Patients who sustain posterior urethral injuries from pelvic fracture generally suffer a disruption of the urethra, where the urethra is cut and separated. These patients are completely unable to urinate and must have a catheter to realign the urethra. The catheter is placed through the penis up into the bladder to allow urine to drain until a repair can be performed. Trauma such as straddle injuries, direct trauma to the penis and catheterization can result in strictures of the anterior urethra. In adults, urethral strictures may occur after prostate surgery, removal of kidney stones, urinary catheterization or other instrumentation.

In children, urethral strictures most often follow reconstructive surgery for congenital abnormalities of the penis and urethra, cystoscopy and urethral catheter drainage.

What are the symptoms of urethral strictures?
Some symptoms that may be an indication of urethral strictures can include:
• painful urination
• slow urine stream
• decreased urine output
• spraying of the urine stream
• blood in the urine
• abdominal pain
• urethral discharge
• urinary tract infections in men
• infertility

How are urethral strictures diagnosed?
Simply put, the urethra is like a garden hose. When there is a kink or narrowing along the hose, no matter how short or long, flow can be significantly reduced. When a stricture becomes narrow enough to decrease urine flow, the patient will develop symptoms. Frequent urination, urinary tract infections and inflammation or infections of the prostate and scrotal contents (epididymis) may occur. With long-term severe obstruction, damage to the kidneys can occur.

Evaluation of patients with urethral stricture disease includes a physical examination, urethral imaging (X-rays or ultrasound) and sometimes urethroscopy. The retrograde urethrogram is an invaluable test to evaluate and document the stricture and define the stricture recurrence. Combined with antegrade urethrogram, length of the stricture in order to plan surgical correction can be determined. The retrograde urethrogram is performed as an outpatient X-ray procedure and can define indicate the number, position, length and severity of the stricture(s). This study involves insertion of contrast dye (fluid that can be seen on an X-ray) into the urethra at the tip of the penis. No needles or catheters are used. The retrograde urethrogram study allows doctors to see the entire urethra and outlines the area of narrowing at the stricture. Ultrasound is performed by placing a small, pencil-like ultrasound wand on the skin over the stricture to view it and surrounding tissue. Urethroscopy is a procedure where the doctor gently places a small, flexible, lubricated telescope into the urethra and advances it to the stricture. This study permits the doctor to see the urethra between the tip of the penis and the stricture.
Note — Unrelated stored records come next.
//! Seesaw device core
//!
//! Owns the chip's bus handle and its sub-drivers. Initialization resets
//! and probes the chip, then configures each sub-driver; the periodic
//! tick reads sensors and flushes the light, isolating failures per
//! sub-driver so one NACK never takes its siblings down.

use embedded_hal::delay::DelayNs;
use heapless::Vec;
use seesaw_core::config::{
    BinarySensorConfig, ConfigError, DeviceConfig, NeoPixelConfig, SeesawConfig,
    MAX_BINARY_SENSORS,
};
use seesaw_core::traits::Tickable;
use seesaw_hal::{I2cBus, TransportError};

use super::bus::SeesawBus;
use super::gpio::{GpioBinarySensor, SensorId, StateCallback};
use super::neopixel::{LightView, NeoPixelStrip};
use super::registers::{module, status, HardwareId};

/// Sub-drivers per device: every binary sensor plus the light
pub const MAX_SUB_DRIVERS: usize = MAX_BINARY_SENSORS + 1;

/// Device lifecycle state
#[derive(Debug, Clone, Copy, PartialEq, Eq, Default)]
#[cfg_attr(feature = "defmt", derive(defmt::Format))]
pub enum DeviceState {
    /// `initialize` has not run
    #[default]
    Uninitialized,
    /// Probe passed and every sub-driver completed its last tick
    Ready,
    /// Probe passed but a sub-driver failed its last tick, its setup or
    /// a direct light flush
    Degraded,
    /// Probe failed; sub-drivers are idle until `initialize` succeeds
    Failed,
}

impl DeviceState {
    /// Check if sub-drivers may talk to the chip
    pub const fn is_operational(self) -> bool {
        matches!(self, DeviceState::Ready | DeviceState::Degraded)
    }
}

/// Modules compiled into the chip firmware, from the OPTIONS register
#[derive(Debug, Clone, Copy, PartialEq, Eq, Default)]
#[cfg_attr(feature = "defmt", derive(defmt::Format))]
pub struct Capabilities(u32);

impl Capabilities {
    pub const fn from_bits(bits: u32) -> Self {
        Self(bits)
    }

    pub const fn bits(self) -> u32 {
        self.0
    }

    /// Check if the module at base address `module` is present
    pub const fn has(self, module: u8) -> bool {
        module < 32 && self.0 & (1 << module) != 0
    }
}

/// Product and date code from the VERSION register
#[derive(Debug, Clone, Copy, PartialEq, Eq)]
#[cfg_attr(feature = "defmt", derive(defmt::Format))]
pub struct ProductInfo {
    /// Adafruit product number
    pub product_code: u16,
    /// Firmware build date code
    pub date_code: u16,
}

impl ProductInfo {
    pub const fn from_version(version: u32) -> Self {
        Self {
            product_code: (version >> 16) as u16,
            date_code: version as u16,
        }
    }
}

/// Why the chip probe failed
#[derive(Debug, Clone, Copy, PartialEq, Eq)]
#[cfg_attr(feature = "defmt", derive(defmt::Format))]
pub enum ProbeFailure {
    /// The chip did not answer
    Bus(TransportError),
    /// HW_ID is not a known Seesaw chip
    UnknownHardwareId(u8),
}

/// Initialization errors
#[derive(Debug, Clone, Copy, PartialEq, Eq)]
#[cfg_attr(feature = "defmt", derive(defmt::Format))]
pub enum InitError {
    ProbeFailed(ProbeFailure),
}

/// Runtime errors surfaced to callers
#[derive(Debug, Clone, Copy, PartialEq, Eq)]
#[cfg_attr(feature = "defmt", derive(defmt::Format))]
pub enum SeesawError {
    /// Bus transaction failed; retry later
    Transport(TransportError),
    /// The device is not initialized or its probe failed
    NotReady,
    /// The chip firmware lacks the module needed
    Unsupported,
}

impl From<TransportError> for SeesawError {
    fn from(e: TransportError) -> Self {
        SeesawError::Transport(e)
    }
}

enum SubDriver {
    Sensor(GpioBinarySensor),
    Light(NeoPixelStrip),
}

impl SubDriver {
    fn name(&self) -> &'static str {
        match self {
            SubDriver::Sensor(_) => "binary sensor",
            SubDriver::Light(_) => "neopixel",
        }
    }

    fn pin(&self) -> u8 {
        match self {
            SubDriver::Sensor(s) => s.pin(),
            SubDriver::Light(l) => l.config().pin,
        }
    }

    fn reset_setup(&mut self) {
        match self {
            SubDriver::Sensor(s) => s.reset_setup(),
            SubDriver::Light(l) => l.reset_setup(),
        }
    }

    fn configure<B: I2cBus, D: DelayNs>(
        &mut self,
        bus: &mut SeesawBus<B, D>,
        capabilities: Capabilities,
    ) -> Result<(), TransportError> {
        match self {
            SubDriver::Sensor(s) => s.configure(bus, capabilities),
            SubDriver::Light(l) => l.configure(bus, capabilities),
        }
    }

    fn tick<B: I2cBus, D: DelayNs>(
        &mut self,
        bus: &mut SeesawBus<B, D>,
        capabilities: Capabilities,
    ) -> Result<(), TransportError> {
        match self {
            SubDriver::Sensor(s) => s.tick(bus, capabilities),
            SubDriver::Light(l) => l.tick(bus, capabilities),
        }
    }
}

/// One Seesaw chip and the sub-drivers bound to it
pub struct SeesawDevice<B, D> {
    bus: SeesawBus<B, D>,
    config: DeviceConfig,
    state: DeviceState,
    hardware_id: Option<HardwareId>,
    product: Option<ProductInfo>,
    capabilities: Capabilities,
    /// Registration order is tick order
    children: Vec<SubDriver, MAX_SUB_DRIVERS>,
    sensor_count: usize,
    used_pins: u32,
}

impl<B: I2cBus, D: DelayNs> SeesawDevice<B, D> {
    /// Create a device with no sub-drivers
    ///
    /// # Arguments
    /// * `bus` - I2C transport the chip sits on
    /// * `delay` - Blocking delay for register reads and reset settling
    /// * `config` - Chip settings
    pub fn new(bus: B, delay: D, config: DeviceConfig) -> Result<Self, ConfigError> {
        config.validate()?;
        Ok(Self {
            bus: SeesawBus::new(bus, delay, config.address),
            config,
            state: DeviceState::Uninitialized,
            hardware_id: None,
            product: None,
            capabilities: Capabilities::default(),
            children: Vec::new(),
            sensor_count: 0,
            used_pins: 0,
        })
    }

    /// Create a device with every sub-driver in `config`, in order
    pub fn from_config(bus: B, delay: D, config: &SeesawConfig) -> Result<Self, ConfigError> {
        config.validate()?;
        let mut device = Self::new(bus, delay, config.device)?;
        for sensor in &config.binary_sensors {
            device.add_binary_sensor(*sensor)?;
        }
        if let Some(light) = config.light {
            device.add_light(light)?;
        }
        Ok(device)
    }

    /// Register a binary sensor
    ///
    /// Sensors added after initialization are configured on the next tick.
    pub fn add_binary_sensor(&mut self, config: BinarySensorConfig) -> Result<SensorId, ConfigError> {
        config.validate()?;
        if self.sensor_count >= MAX_BINARY_SENSORS {
            return Err(ConfigError::TooManySensors);
        }
        self.claim_pin(config.pin)?;

        let id = SensorId(self.children.len() as u8);
        self.children
            .push(SubDriver::Sensor(GpioBinarySensor::new(id, config)))
            .map_err(|_| ConfigError::TooManySensors)?;
        self.sensor_count += 1;
        Ok(id)
    }

    /// Attach the light; a chip drives at most one
    pub fn add_light(&mut self, config: NeoPixelConfig) -> Result<(), ConfigError> {
        config.validate()?;
        if self.strip().is_some() {
            return Err(ConfigError::LightAlreadyAttached);
        }
        self.claim_pin(config.pin)?;

        self.children
            .push(SubDriver::Light(NeoPixelStrip::new(config)))
            .map_err(|_| ConfigError::LightAlreadyAttached)
    }

    fn claim_pin(&mut self, pin: u8) -> Result<(), ConfigError> {
        let mask = 1u32 << pin;
        if self.used_pins & mask != 0 {
            return Err(ConfigError::PinInUse(pin));
        }
        self.used_pins |= mask;
        Ok(())
    }

    /// Call `callback` whenever sensor `id` publishes
    ///
    /// Returns `false` if `id` is not a sensor on this device.
    pub fn on_state_change(&mut self, id: SensorId, callback: StateCallback) -> bool {
        match self.children.get_mut(id.index()) {
            Some(SubDriver::Sensor(sensor)) => {
                sensor.set_callback(callback);
                true
            }
            _ => false,
        }
    }

    /// Reset and probe the chip, then configure every sub-driver
    ///
    /// A failed reset is logged and ignored. A failed probe leaves the
    /// device [`Failed`](DeviceState::Failed). Sub-drivers whose setup
    /// fails stay pending and are retried each tick; the device is then
    /// [`Degraded`](DeviceState::Degraded) but initialization succeeds.
    ///
    /// Calling this again repeats the whole sequence.
    pub fn initialize(&mut self) -> Result<(), InitError> {
        let address = self.bus.address();
        info!("seesaw@{:#x}: initializing", address);

        if self.config.software_reset {
            if let Err(e) = self.bus.software_reset() {
                warn!("seesaw@{:#x}: software reset failed: {:?}", address, e);
            }
        }

        if let Err(failure) = self.probe() {
            self.state = DeviceState::Failed;
            error!("seesaw@{:#x}: probe failed: {:?}", address, failure);
            return Err(InitError::ProbeFailed(failure));
        }

        let mut failures = 0usize;
        for child in self.children.iter_mut() {
            child.reset_setup();
            if let Err(e) = child.configure(&mut self.bus, self.capabilities) {
                warn!(
                    "seesaw@{:#x}: {} on pin {} setup failed: {:?}",
                    address,
                    child.name(),
                    child.pin(),
                    e
                );
                failures += 1;
            }
        }

        self.state = if failures == 0 {
            DeviceState::Ready
        } else {
            DeviceState::Degraded
        };
        info!(
            "seesaw@{:#x}: {} sub-drivers, state {:?}",
            address,
            self.children.len(),
            self.state
        );
        Ok(())
    }

    fn probe(&mut self) -> Result<(), ProbeFailure> {
        let raw_id = self
            .bus
            .read_u8(module::STATUS, status::HW_ID)
            .map_err(ProbeFailure::Bus)?;
        let hardware_id =
            HardwareId::try_from(raw_id).map_err(ProbeFailure::UnknownHardwareId)?;

        let options = self
            .bus
            .read_u32(module::STATUS, status::OPTIONS)
            .map_err(ProbeFailure::Bus)?;
        let version = self
            .bus
            .read_u32(module::STATUS, status::VERSION)
            .map_err(ProbeFailure::Bus)?;

        let product = ProductInfo::from_version(version);
        self.hardware_id = Some(hardware_id);
        self.capabilities = Capabilities::from_bits(options);
        self.product = Some(product);

        info!(
            "seesaw@{:#x}: {} product {} date {}, options {:#x}",
            self.bus.address(),
            hardware_id.name(),
            product.product_code,
            product.date_code,
            options
        );
        Ok(())
    }

    /// Tick every sub-driver once, in registration order
    ///
    /// Does nothing until initialization succeeds. Each sub-driver gets
    /// one attempt; failures are logged and decide the device state.
    pub fn poll_tick(&mut self) {
        if !self.state.is_operational() {
            return;
        }

        let address = self.bus.address();
        let mut failures = 0usize;
        for child in self.children.iter_mut() {
            if let Err(e) = child.tick(&mut self.bus, self.capabilities) {
                warn!(
                    "seesaw@{:#x}: {} on pin {} tick failed: {:?}",
                    address,
                    child.name(),
                    child.pin(),
                    e
                );
                failures += 1;
            }
        }

        match (self.state, failures) {
            (DeviceState::Ready, f) if f > 0 => {
                warn!("seesaw@{:#x}: degraded, {} failures", address, f);
                self.state = DeviceState::Degraded;
            }
            (DeviceState::Degraded, 0) => {
                info!("seesaw@{:#x}: recovered", address);
                self.state = DeviceState::Ready;
            }
            _ => {}
        }
    }

    pub fn state(&self) -> DeviceState {
        self.state
    }

    pub fn config(&self) -> &DeviceConfig {
        &self.config
    }

    pub fn address(&self) -> u8 {
        self.bus.address()
    }

    /// Chip identified by the last successful probe
    pub fn hardware_id(&self) -> Option<HardwareId> {
        self.hardware_id
    }

    pub fn product(&self) -> Option<ProductInfo> {
        self.product
    }

    pub fn capabilities(&self) -> Capabilities {
        self.capabilities
    }

    /// Binary sensor registered as `id`
    pub fn sensor(&self, id: SensorId) -> Option<&GpioBinarySensor> {
        match self.children.get(id.index()) {
            Some(SubDriver::Sensor(sensor)) => Some(sensor),
            _ => None,
        }
    }

    /// Every binary sensor, in registration order
    pub fn sensors(&self) -> impl Iterator<Item = &GpioBinarySensor> {
        self.children.iter().filter_map(|child| match child {
            SubDriver::Sensor(sensor) => Some(sensor),
            SubDriver::Light(_) => None,
        })
    }

    /// Attached light's buffer, without bus access
    pub fn strip(&self) -> Option<&NeoPixelStrip> {
        self.children.iter().find_map(|child| match child {
            SubDriver::Light(strip) => Some(strip),
            SubDriver::Sensor(_) => None,
        })
    }

    /// Attached light, able to flush immediately
    pub fn light(&mut self) -> Option<LightView<'_, B, D>> {
        let capabilities = self.capabilities;
        let strip = self.children.iter_mut().find_map(|child| match child {
            SubDriver::Light(strip) => Some(strip),
            SubDriver::Sensor(_) => None,
        })?;

        Some(LightView {
            strip,
            bus: &mut self.bus,
            capabilities,
            state: &mut self.state,
        })
    }

    /// Release the transport and delay
    pub fn release(self) -> (B, D) {
        self.bus.release()
    }

    #[cfg(test)]
    pub(crate) fn bus_mut(&mut self) -> &mut B {
        self.bus.transport_mut()
    }

    #[cfg(test)]
    pub(crate) fn delay_ref(&self) -> &D {
        self.bus.delay_ref()
    }
}

impl<B: I2cBus, D: DelayNs> Tickable for SeesawDevice<B, D> {
    fn tick(&mut self) {
        self.poll_tick();
    }

    fn interval_ms(&self) -> u32 {
        self.config.poll_interval_ms
    }
}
All of these tests can be performed in an office setting and will allow the urologist to provide treatment recommendations.

In the case of urethral trauma, once emergency treatment has been provided, the evaluation of patients with posterior urethral disruptions involves a retrograde urethrogram, and if a suprapubic catheter is present, injection of contrast dye through this tube at the same time. Contrast injected from below fills the urethra up to the injured area, and contrast injected from above fills the bladder and the urethra down to the stricture. These two films together allow the surgeon to determine the gap between the two ends in order to plan the surgical repair.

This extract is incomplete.